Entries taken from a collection
*** Block opens ***

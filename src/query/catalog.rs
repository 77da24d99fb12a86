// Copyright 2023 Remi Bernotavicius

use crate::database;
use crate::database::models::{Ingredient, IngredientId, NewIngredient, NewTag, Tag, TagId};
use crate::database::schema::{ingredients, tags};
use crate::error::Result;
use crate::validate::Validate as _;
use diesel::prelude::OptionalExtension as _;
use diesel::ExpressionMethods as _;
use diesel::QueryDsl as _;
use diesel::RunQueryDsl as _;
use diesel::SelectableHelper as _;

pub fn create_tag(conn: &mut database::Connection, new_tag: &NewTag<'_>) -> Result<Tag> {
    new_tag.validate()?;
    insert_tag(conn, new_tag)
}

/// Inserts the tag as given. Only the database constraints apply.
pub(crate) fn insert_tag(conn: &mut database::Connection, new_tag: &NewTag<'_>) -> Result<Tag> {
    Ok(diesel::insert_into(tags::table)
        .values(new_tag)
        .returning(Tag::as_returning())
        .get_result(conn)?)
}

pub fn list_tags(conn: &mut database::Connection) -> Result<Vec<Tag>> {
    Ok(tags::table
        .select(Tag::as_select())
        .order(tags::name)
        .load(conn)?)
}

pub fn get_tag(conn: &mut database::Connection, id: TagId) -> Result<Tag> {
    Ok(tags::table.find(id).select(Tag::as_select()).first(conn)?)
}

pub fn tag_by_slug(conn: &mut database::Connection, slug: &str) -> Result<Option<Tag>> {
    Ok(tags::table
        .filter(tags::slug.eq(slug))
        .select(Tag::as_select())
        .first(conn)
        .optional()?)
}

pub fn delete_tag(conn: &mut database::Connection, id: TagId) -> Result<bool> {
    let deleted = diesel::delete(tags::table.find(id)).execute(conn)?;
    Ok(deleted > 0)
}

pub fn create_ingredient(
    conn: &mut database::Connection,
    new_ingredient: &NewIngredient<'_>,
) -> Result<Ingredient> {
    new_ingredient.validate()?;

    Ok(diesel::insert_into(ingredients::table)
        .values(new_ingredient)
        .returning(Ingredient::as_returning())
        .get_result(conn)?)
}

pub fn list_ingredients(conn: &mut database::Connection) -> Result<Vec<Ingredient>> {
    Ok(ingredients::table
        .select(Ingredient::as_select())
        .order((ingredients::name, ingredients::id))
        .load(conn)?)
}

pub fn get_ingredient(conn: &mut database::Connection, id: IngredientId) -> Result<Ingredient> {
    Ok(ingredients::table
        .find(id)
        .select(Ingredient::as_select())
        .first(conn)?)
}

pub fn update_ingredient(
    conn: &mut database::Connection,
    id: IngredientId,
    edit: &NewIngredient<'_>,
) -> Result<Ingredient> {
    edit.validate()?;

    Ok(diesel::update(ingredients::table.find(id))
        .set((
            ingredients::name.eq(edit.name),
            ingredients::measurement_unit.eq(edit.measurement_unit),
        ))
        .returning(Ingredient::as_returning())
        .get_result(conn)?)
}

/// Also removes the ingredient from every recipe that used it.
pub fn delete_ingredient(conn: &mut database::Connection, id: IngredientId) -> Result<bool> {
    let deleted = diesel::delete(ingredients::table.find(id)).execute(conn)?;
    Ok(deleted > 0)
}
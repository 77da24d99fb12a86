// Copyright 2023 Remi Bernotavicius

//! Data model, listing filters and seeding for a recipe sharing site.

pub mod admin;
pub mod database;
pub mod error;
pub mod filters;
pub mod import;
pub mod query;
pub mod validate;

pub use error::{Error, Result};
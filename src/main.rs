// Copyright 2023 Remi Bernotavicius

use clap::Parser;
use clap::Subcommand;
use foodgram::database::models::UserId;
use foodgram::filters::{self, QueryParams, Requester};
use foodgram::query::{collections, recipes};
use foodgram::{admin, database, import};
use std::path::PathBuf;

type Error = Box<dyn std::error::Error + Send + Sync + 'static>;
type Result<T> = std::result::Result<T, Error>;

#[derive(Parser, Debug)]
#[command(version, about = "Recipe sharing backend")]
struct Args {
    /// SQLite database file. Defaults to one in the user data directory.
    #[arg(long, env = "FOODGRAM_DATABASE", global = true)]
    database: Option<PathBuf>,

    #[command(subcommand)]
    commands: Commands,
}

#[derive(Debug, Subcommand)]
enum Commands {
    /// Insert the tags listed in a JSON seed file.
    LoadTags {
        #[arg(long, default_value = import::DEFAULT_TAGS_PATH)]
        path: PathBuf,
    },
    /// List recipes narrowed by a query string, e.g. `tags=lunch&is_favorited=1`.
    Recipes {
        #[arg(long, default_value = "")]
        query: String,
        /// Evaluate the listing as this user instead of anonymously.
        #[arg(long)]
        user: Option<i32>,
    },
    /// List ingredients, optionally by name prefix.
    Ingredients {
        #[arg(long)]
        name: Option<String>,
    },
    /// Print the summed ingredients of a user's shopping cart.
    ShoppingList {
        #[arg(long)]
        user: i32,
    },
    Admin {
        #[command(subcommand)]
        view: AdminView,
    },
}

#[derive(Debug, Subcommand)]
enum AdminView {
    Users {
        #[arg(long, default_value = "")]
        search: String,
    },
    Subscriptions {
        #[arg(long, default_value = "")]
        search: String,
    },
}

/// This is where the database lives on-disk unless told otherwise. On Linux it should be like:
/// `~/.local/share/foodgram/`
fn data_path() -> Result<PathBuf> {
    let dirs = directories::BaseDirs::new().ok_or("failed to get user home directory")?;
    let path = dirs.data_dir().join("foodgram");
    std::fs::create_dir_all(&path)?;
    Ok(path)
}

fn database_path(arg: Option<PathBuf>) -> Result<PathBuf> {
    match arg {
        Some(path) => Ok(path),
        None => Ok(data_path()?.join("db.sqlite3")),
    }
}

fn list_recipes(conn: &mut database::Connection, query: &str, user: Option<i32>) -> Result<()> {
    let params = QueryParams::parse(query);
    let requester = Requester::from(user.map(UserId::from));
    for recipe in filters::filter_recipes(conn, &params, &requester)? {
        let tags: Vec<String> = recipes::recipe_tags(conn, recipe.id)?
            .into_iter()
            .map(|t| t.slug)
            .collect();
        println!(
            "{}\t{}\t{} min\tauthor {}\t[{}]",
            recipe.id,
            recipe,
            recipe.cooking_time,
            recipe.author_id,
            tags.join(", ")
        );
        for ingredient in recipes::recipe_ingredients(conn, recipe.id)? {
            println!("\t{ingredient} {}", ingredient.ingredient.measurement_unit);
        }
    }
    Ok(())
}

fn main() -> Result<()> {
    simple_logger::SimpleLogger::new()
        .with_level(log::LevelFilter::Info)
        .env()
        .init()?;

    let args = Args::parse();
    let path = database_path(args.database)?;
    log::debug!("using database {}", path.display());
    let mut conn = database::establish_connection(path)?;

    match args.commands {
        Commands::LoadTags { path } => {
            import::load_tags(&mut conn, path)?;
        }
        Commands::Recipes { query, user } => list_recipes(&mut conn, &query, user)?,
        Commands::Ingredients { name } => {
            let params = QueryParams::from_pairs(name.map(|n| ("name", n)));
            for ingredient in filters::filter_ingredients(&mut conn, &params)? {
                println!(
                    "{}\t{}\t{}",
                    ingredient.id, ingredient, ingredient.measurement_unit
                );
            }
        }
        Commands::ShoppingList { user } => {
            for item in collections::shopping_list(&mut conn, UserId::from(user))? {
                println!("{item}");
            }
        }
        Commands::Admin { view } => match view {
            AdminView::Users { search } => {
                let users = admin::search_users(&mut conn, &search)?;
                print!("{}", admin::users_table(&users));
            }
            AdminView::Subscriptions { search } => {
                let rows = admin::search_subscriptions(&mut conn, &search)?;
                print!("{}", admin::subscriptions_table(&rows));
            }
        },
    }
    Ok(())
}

*** Block closes ***
*** Block opens ***

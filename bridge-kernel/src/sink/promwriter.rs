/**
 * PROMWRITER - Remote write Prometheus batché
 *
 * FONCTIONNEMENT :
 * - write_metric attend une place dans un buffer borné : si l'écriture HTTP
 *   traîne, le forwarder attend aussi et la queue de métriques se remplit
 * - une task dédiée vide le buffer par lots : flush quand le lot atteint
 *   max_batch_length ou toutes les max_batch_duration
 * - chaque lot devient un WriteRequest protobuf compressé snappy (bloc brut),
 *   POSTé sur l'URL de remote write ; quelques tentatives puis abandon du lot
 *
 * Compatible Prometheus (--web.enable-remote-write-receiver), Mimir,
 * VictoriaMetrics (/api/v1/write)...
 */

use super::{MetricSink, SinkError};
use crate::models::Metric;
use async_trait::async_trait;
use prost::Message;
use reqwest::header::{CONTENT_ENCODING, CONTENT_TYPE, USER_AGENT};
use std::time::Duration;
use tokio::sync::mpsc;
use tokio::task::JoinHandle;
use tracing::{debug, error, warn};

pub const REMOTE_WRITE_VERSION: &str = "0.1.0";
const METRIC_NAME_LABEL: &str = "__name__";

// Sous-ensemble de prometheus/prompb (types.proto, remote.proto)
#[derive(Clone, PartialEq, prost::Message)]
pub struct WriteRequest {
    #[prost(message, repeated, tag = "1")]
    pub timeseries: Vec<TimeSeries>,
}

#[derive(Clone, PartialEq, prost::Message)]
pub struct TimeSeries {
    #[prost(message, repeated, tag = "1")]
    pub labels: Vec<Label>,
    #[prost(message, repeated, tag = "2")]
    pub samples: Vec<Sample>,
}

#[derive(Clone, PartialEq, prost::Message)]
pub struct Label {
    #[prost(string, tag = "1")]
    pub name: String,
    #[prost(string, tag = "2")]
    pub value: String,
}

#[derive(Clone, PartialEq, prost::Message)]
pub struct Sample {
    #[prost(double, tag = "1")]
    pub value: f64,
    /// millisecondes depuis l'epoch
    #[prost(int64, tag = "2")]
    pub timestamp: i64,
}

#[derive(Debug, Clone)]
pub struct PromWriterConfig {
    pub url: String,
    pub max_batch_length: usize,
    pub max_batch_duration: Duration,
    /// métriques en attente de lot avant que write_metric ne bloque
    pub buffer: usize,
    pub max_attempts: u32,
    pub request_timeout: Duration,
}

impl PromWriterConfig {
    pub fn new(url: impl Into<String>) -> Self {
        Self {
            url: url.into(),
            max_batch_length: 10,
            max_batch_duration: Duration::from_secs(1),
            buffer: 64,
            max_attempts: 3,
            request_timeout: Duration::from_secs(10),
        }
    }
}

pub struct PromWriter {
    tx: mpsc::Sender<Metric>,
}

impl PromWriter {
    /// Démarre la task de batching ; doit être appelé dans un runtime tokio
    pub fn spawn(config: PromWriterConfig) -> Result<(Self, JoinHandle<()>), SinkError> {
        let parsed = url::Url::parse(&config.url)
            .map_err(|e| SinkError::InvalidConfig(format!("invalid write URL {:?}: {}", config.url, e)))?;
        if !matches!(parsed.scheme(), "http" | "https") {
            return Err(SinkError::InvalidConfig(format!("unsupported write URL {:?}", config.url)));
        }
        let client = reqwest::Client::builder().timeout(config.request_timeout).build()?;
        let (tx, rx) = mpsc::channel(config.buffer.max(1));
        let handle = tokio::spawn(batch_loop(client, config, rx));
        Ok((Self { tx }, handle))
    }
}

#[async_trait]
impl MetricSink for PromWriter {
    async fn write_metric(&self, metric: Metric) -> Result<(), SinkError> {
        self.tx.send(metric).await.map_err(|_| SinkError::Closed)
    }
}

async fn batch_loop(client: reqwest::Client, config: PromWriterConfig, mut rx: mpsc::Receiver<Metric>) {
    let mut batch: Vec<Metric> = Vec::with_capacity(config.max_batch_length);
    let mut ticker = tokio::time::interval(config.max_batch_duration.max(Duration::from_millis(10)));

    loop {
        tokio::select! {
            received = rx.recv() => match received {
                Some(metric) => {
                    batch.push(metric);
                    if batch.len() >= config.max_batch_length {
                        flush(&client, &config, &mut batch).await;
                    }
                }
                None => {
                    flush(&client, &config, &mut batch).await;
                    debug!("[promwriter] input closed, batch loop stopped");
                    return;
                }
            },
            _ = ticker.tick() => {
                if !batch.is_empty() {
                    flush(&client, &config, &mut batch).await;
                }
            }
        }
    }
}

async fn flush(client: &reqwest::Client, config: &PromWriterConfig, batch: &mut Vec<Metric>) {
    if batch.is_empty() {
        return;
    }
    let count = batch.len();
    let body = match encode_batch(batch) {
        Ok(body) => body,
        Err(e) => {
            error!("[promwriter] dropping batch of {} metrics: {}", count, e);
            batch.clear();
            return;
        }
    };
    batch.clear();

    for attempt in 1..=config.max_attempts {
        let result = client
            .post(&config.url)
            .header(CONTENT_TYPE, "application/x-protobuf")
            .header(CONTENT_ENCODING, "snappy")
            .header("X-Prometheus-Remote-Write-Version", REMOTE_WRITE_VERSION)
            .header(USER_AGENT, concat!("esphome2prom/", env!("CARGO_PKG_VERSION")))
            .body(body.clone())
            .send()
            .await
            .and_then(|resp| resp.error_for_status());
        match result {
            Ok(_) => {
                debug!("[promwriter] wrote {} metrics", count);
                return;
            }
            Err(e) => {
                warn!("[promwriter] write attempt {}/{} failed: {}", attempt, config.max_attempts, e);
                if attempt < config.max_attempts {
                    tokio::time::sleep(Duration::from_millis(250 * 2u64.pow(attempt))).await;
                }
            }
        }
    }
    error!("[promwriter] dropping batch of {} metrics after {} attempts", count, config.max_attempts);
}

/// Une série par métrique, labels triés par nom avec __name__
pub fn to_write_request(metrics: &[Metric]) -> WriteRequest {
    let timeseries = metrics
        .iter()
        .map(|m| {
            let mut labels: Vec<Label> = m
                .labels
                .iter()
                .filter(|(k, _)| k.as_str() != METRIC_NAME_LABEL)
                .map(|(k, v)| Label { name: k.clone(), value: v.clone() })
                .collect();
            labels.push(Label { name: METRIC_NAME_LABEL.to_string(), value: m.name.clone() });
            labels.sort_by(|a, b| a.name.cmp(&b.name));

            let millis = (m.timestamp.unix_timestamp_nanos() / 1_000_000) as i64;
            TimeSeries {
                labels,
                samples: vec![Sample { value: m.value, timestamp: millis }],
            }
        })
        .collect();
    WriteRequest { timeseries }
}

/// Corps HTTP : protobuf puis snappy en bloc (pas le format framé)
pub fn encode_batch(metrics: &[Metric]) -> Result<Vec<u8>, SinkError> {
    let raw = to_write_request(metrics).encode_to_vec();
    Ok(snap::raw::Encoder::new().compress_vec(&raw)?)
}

*** Block closes ***

Task details: The lines you need are those containing "parsed"; find them in the records and copy them.

Worked solution:
        let parsed = url::Url::parse(&config.url)
        if !matches!(parsed.scheme(), "http" | "https") {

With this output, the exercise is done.